La storia di Biancaneve, uscita dal mondo delle favole, trova conferma nella vita di oggi. E quanta ragione avevano i fratelli Grimm quando parlavano di mela avvelenata, frutto di sintesi chimica elaborata dalla perfida matrigna! Sul mercato, infatti, la mela spacciata per migliore non è la più sana, ma la più carica di veleno.
Lo dice l’autrice di questo libretto che volentieri si appoggia alla saggezza passata, in dichiarata polemica con gli ammalianti suggerimenti dell’oggi. Non disdegna la definizione di pamphlet e segna così la distanza da un passato che alla natura affidava buona parte dell’alimentazione, dei rimedi medicamentosi, di strumenti e scorciatoie per le attività quotidiane, non ultimo il lavare. E in questo campo è la cenere a fare la differenza.

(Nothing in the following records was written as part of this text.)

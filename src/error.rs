//
//   This Source Code Form is subject to the terms of the Mozilla Public
//   License, v. 2.0. If a copy of the MPL was not distributed with this
//   file, You can obtain one at http://mozilla.org/MPL/2.0/.
//

use mqtt_wire::v3::connect_return::ConnectReturnCode;
use mqtt_wire::v3::errors::{DecodeError, WireError};
use mqtt_wire::v3::integers::VARIABLE_INTEGER_MAX;

use crate::client_identifier::ClientIdentifierError;
use crate::codec::MqttPacketCodecError;
use crate::topic::TopicError;

#[derive(Debug, thiserror::Error)]
pub enum MqttError {
    #[error("The client identifier is not acceptable")]
    ClientIdentifierInvalid(#[from] ClientIdentifierError),

    #[error("The broker rejected the connection: {:?}", .0)]
    ConnectionRefused(ConnectReturnCode),

    #[error("The connect handshake did not complete in time")]
    ConnectTimeout,

    #[error("An I/O error occurred")]
    Io(#[from] std::io::Error),

    #[error("The operation requires an established connection")]
    NoConnection,

    #[error("A connection already exists or is being established")]
    AlreadyConnected,

    #[error("The topic is not valid")]
    InvalidTopic(#[from] TopicError),

    #[error("Received bytes do not form a valid packet header")]
    InvalidHeader,

    #[error("Received bytes do not form a valid packet")]
    InvalidMessage,

    #[error("The remaining length exceeds the maximum of {} bytes", VARIABLE_INTEGER_MAX)]
    InvalidPayloadSize,

    #[error("The connection was lost")]
    Disconnected,

    #[error("No free message identifiers are available")]
    PacketIdentifiersExhausted,

    #[error("A secure connection was requested without TLS configuration")]
    MissingTlsConfig,

    #[error("No private key was found in the configured key file")]
    MissingPrivateKey,

    #[error("The server name is not valid for TLS")]
    InvalidServerName,

    #[error("The TLS configuration could not be applied")]
    Tls(#[from] tokio_rustls::rustls::Error),
}

impl MqttError {
    /// Maps a wire-level decode failure onto the caller-facing kinds:
    /// a remaining-length overflow and fixed-header defects keep their
    /// identity, everything else is a malformed packet.
    pub(crate) fn from_wire(error: &WireError<'_>) -> MqttError {
        match &error.cause {
            Some(DecodeError::RemainingLengthTooLarge) => MqttError::InvalidPayloadSize,
            Some(DecodeError::InvalidPacketType(_)) | Some(DecodeError::InvalidFlags { .. }) => {
                MqttError::InvalidHeader
            }
            _ => MqttError::InvalidMessage,
        }
    }
}

impl From<MqttPacketCodecError> for MqttError {
    fn from(value: MqttPacketCodecError) -> Self {
        match value {
            MqttPacketCodecError::Io(e) => MqttError::Io(e),
            MqttPacketCodecError::MalformedHeader => MqttError::InvalidHeader,
            MqttPacketCodecError::MalformedPacket => MqttError::InvalidMessage,
            MqttPacketCodecError::RemainingLengthExceeded => MqttError::InvalidPayloadSize,
        }
    }
}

Sillogismo spicciolo: non c’è stufa senza cenere, né liscivia senza cenere, quindi non si dà liscivia senza stufa. Sono termini desueti. La stufa non è quella che brucia pellet, ma il “putagé” dove si bruciavano ceppi di legno scaldando e cuocendo. E la liscivia meno che mai si imparenta con la rumorosa lavatrice pur se dotata del programma di ammollo.
La cenere “sano frutto della combustione” è l’ingrediente per la liscivia. Può sembrar strano, ma essa ha un potere sbiancante. Veniva posta sopra gli indumenti da lavare, separata da un panno soltanto. Poi si rovesciava l’acqua calda che provvedeva a fare il resto.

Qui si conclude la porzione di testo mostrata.